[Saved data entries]
* * * * * * *
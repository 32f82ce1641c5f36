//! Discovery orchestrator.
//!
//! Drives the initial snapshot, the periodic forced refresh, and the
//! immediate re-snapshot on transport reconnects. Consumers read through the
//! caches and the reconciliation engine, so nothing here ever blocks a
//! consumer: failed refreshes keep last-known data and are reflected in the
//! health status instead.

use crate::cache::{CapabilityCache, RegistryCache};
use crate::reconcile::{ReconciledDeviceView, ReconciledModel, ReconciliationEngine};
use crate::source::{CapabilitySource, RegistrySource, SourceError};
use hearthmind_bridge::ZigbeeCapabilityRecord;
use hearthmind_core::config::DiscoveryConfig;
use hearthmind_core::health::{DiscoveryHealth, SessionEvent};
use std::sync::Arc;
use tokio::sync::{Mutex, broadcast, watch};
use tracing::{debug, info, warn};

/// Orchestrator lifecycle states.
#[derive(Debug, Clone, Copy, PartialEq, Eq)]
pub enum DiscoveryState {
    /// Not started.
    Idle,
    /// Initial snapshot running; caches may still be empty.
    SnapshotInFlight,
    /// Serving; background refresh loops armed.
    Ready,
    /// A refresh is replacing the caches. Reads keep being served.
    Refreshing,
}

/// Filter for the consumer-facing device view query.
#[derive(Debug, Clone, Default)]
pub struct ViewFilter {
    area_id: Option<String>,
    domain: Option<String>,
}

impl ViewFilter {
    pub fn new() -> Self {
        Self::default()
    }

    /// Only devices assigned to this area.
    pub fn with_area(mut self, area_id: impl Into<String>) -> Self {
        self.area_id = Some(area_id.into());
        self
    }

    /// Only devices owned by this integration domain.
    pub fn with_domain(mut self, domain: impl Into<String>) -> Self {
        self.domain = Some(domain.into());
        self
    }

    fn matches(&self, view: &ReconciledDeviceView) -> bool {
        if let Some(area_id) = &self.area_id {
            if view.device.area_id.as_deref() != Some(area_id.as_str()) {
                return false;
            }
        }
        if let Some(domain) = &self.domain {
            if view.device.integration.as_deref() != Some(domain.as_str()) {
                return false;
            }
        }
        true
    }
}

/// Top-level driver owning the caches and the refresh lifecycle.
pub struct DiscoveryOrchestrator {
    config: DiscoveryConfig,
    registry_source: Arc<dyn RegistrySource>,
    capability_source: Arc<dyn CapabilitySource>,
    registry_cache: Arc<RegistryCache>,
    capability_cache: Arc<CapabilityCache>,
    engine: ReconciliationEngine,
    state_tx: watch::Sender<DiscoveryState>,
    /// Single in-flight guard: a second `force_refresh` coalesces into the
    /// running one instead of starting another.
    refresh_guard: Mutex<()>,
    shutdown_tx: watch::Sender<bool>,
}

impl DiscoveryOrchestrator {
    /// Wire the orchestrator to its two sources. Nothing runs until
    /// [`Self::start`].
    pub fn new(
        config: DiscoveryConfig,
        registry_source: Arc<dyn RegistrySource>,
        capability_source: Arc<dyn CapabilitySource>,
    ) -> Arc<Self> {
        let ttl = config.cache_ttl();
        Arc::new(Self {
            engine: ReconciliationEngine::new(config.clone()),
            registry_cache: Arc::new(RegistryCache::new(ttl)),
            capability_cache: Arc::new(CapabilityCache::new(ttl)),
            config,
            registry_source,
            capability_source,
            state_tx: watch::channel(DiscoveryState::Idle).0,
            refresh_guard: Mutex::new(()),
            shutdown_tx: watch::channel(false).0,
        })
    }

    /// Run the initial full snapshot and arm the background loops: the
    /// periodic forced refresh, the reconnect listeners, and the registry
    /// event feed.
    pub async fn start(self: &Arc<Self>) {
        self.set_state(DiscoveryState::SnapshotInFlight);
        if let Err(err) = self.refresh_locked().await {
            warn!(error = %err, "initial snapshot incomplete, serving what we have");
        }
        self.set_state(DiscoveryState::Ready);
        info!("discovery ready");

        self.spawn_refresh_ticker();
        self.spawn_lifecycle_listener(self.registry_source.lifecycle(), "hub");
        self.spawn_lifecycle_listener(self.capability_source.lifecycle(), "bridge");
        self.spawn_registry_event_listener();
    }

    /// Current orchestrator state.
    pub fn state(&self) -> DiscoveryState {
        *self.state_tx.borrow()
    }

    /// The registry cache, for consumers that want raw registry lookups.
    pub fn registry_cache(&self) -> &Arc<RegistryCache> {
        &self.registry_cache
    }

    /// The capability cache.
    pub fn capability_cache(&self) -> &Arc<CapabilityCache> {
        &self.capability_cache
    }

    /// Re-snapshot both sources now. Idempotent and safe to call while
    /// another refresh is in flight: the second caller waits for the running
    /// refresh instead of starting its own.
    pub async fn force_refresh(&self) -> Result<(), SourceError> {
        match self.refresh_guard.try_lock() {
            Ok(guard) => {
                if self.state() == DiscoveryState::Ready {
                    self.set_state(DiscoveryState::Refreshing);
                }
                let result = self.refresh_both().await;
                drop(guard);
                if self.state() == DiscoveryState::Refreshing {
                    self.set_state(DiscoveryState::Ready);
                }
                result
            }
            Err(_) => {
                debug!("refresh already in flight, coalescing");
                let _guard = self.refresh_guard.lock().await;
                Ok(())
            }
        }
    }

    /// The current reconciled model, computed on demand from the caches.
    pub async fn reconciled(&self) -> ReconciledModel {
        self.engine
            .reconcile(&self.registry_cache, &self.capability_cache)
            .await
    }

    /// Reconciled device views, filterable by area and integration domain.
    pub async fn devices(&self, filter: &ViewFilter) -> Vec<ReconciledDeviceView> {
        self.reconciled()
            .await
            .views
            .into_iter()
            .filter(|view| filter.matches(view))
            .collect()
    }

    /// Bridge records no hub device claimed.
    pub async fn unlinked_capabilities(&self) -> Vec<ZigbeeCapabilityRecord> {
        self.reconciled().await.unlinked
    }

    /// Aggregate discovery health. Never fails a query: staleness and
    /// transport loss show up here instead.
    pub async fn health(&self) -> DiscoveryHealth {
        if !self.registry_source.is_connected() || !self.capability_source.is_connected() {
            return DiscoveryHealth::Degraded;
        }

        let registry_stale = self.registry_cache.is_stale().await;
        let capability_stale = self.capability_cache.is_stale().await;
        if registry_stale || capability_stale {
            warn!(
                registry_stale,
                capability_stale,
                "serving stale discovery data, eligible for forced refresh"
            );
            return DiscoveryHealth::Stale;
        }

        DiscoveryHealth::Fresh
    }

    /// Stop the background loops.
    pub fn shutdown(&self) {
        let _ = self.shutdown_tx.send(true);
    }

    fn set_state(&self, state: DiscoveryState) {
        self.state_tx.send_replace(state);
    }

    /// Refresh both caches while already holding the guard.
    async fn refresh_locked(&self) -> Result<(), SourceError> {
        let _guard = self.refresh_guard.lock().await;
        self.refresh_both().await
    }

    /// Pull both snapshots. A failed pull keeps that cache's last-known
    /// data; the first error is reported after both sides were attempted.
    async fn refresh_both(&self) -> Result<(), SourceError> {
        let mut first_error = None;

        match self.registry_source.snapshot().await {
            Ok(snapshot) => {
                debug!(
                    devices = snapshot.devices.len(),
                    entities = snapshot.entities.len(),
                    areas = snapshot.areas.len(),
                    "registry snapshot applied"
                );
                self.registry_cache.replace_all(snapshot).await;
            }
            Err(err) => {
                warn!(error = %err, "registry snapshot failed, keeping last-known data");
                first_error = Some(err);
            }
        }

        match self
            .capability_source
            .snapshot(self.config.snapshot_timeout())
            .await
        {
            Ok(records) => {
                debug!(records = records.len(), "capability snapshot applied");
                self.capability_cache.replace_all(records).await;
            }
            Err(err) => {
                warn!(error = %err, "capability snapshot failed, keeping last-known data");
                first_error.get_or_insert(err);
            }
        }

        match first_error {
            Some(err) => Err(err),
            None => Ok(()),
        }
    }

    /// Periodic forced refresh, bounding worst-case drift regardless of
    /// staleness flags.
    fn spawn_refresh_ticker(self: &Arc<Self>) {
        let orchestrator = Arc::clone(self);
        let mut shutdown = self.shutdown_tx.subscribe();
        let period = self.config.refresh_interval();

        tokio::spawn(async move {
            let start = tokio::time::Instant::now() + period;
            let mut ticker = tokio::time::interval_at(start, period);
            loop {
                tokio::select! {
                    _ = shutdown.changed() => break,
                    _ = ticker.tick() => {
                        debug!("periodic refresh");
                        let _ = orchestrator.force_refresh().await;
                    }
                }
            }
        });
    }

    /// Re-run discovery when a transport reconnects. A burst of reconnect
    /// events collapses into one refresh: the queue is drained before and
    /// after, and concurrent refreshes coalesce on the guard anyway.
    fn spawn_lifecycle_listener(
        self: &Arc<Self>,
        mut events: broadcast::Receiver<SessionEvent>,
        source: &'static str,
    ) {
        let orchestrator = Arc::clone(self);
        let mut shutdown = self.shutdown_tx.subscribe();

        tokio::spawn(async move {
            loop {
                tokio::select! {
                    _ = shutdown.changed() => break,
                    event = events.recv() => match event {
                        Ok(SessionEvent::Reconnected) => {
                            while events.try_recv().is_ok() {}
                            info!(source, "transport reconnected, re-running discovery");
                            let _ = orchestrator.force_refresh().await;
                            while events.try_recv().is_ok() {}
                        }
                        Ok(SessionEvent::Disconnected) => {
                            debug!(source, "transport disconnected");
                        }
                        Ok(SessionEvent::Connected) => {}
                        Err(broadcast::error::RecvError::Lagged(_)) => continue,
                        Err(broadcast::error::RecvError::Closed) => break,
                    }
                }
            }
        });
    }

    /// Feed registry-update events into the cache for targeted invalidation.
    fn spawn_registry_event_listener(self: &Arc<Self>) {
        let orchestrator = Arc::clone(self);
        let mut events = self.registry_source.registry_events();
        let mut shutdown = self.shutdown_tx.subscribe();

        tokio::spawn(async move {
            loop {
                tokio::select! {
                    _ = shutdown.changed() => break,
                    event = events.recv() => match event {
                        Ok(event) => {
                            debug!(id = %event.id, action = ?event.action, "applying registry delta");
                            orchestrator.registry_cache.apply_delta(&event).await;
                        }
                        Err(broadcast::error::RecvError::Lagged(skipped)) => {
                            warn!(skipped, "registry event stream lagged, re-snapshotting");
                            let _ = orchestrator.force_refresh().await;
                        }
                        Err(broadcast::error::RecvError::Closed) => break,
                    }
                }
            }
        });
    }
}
* * * * * * *
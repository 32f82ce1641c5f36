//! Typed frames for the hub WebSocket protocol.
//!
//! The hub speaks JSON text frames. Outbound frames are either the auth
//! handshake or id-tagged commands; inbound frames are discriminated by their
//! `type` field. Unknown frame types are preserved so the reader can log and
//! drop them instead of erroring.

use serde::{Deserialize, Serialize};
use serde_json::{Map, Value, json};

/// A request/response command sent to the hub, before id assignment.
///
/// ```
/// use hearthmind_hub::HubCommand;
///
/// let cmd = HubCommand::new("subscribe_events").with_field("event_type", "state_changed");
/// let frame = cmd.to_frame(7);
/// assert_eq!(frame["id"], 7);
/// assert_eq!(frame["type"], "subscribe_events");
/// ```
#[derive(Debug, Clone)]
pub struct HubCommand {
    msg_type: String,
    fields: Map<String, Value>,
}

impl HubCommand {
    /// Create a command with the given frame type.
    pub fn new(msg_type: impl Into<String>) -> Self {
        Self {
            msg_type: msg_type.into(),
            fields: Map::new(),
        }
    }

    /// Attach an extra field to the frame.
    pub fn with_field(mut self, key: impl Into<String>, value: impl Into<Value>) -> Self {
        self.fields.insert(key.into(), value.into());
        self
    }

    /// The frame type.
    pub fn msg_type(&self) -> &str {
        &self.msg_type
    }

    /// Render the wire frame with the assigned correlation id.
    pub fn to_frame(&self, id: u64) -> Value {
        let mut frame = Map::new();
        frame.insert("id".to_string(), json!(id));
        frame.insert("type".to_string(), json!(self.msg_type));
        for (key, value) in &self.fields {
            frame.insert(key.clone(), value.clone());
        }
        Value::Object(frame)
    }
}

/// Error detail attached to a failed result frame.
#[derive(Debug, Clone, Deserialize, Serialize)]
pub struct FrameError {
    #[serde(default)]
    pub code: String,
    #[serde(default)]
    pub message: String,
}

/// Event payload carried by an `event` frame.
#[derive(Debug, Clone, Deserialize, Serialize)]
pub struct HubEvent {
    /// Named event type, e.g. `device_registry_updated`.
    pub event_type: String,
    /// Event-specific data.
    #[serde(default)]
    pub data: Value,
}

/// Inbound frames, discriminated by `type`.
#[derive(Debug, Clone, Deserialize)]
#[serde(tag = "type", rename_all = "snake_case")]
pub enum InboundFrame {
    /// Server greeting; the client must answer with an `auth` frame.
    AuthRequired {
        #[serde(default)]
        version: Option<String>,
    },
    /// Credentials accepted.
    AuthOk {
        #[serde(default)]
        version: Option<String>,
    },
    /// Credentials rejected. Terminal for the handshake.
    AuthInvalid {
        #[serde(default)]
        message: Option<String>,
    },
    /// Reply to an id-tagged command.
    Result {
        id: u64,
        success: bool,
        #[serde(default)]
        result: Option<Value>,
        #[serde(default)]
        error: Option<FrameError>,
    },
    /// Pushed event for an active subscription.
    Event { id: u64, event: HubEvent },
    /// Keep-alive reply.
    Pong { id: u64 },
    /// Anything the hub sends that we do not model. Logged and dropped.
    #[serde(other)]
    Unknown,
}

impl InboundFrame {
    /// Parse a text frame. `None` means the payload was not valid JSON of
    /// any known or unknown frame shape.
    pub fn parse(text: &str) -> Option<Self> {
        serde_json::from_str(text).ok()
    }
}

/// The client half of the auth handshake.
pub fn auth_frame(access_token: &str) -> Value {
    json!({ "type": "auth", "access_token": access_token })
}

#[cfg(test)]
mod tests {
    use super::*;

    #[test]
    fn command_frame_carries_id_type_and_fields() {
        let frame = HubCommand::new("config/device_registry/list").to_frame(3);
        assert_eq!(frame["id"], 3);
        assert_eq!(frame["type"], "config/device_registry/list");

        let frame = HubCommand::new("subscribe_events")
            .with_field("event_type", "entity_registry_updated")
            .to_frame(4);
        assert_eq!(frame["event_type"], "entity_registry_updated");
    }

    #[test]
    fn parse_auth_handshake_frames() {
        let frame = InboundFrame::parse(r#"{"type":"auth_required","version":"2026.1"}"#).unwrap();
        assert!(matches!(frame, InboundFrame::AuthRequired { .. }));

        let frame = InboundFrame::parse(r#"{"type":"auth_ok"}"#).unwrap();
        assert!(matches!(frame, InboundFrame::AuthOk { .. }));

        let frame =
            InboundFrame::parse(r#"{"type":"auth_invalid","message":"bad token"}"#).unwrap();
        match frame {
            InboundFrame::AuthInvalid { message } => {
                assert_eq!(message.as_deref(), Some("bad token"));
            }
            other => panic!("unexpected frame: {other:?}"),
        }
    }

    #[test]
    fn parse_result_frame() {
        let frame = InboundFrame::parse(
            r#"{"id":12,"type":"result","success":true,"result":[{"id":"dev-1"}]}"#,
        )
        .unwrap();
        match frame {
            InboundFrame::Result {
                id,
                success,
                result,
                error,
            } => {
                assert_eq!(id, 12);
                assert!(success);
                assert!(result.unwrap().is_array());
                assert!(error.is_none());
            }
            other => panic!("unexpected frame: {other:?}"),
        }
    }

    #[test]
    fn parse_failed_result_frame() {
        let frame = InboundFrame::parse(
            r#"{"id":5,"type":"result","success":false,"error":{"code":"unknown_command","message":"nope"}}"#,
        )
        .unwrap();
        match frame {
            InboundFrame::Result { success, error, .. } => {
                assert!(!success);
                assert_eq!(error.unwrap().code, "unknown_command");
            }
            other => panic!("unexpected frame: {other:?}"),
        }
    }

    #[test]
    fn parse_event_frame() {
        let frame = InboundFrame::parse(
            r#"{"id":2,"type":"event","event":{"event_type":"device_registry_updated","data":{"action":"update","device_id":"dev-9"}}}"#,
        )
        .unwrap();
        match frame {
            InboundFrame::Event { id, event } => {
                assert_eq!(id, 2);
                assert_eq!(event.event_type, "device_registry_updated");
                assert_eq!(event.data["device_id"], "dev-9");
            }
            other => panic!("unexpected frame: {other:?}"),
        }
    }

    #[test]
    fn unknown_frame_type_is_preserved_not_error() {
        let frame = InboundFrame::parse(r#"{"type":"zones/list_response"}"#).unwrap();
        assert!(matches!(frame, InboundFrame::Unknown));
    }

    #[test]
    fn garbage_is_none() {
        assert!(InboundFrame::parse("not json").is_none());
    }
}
* * * * * * *
EXERCISE DIRECTIONS >> Write down how many lines of the data above contain the word "keeping", with nothing else.

RESULT >> 2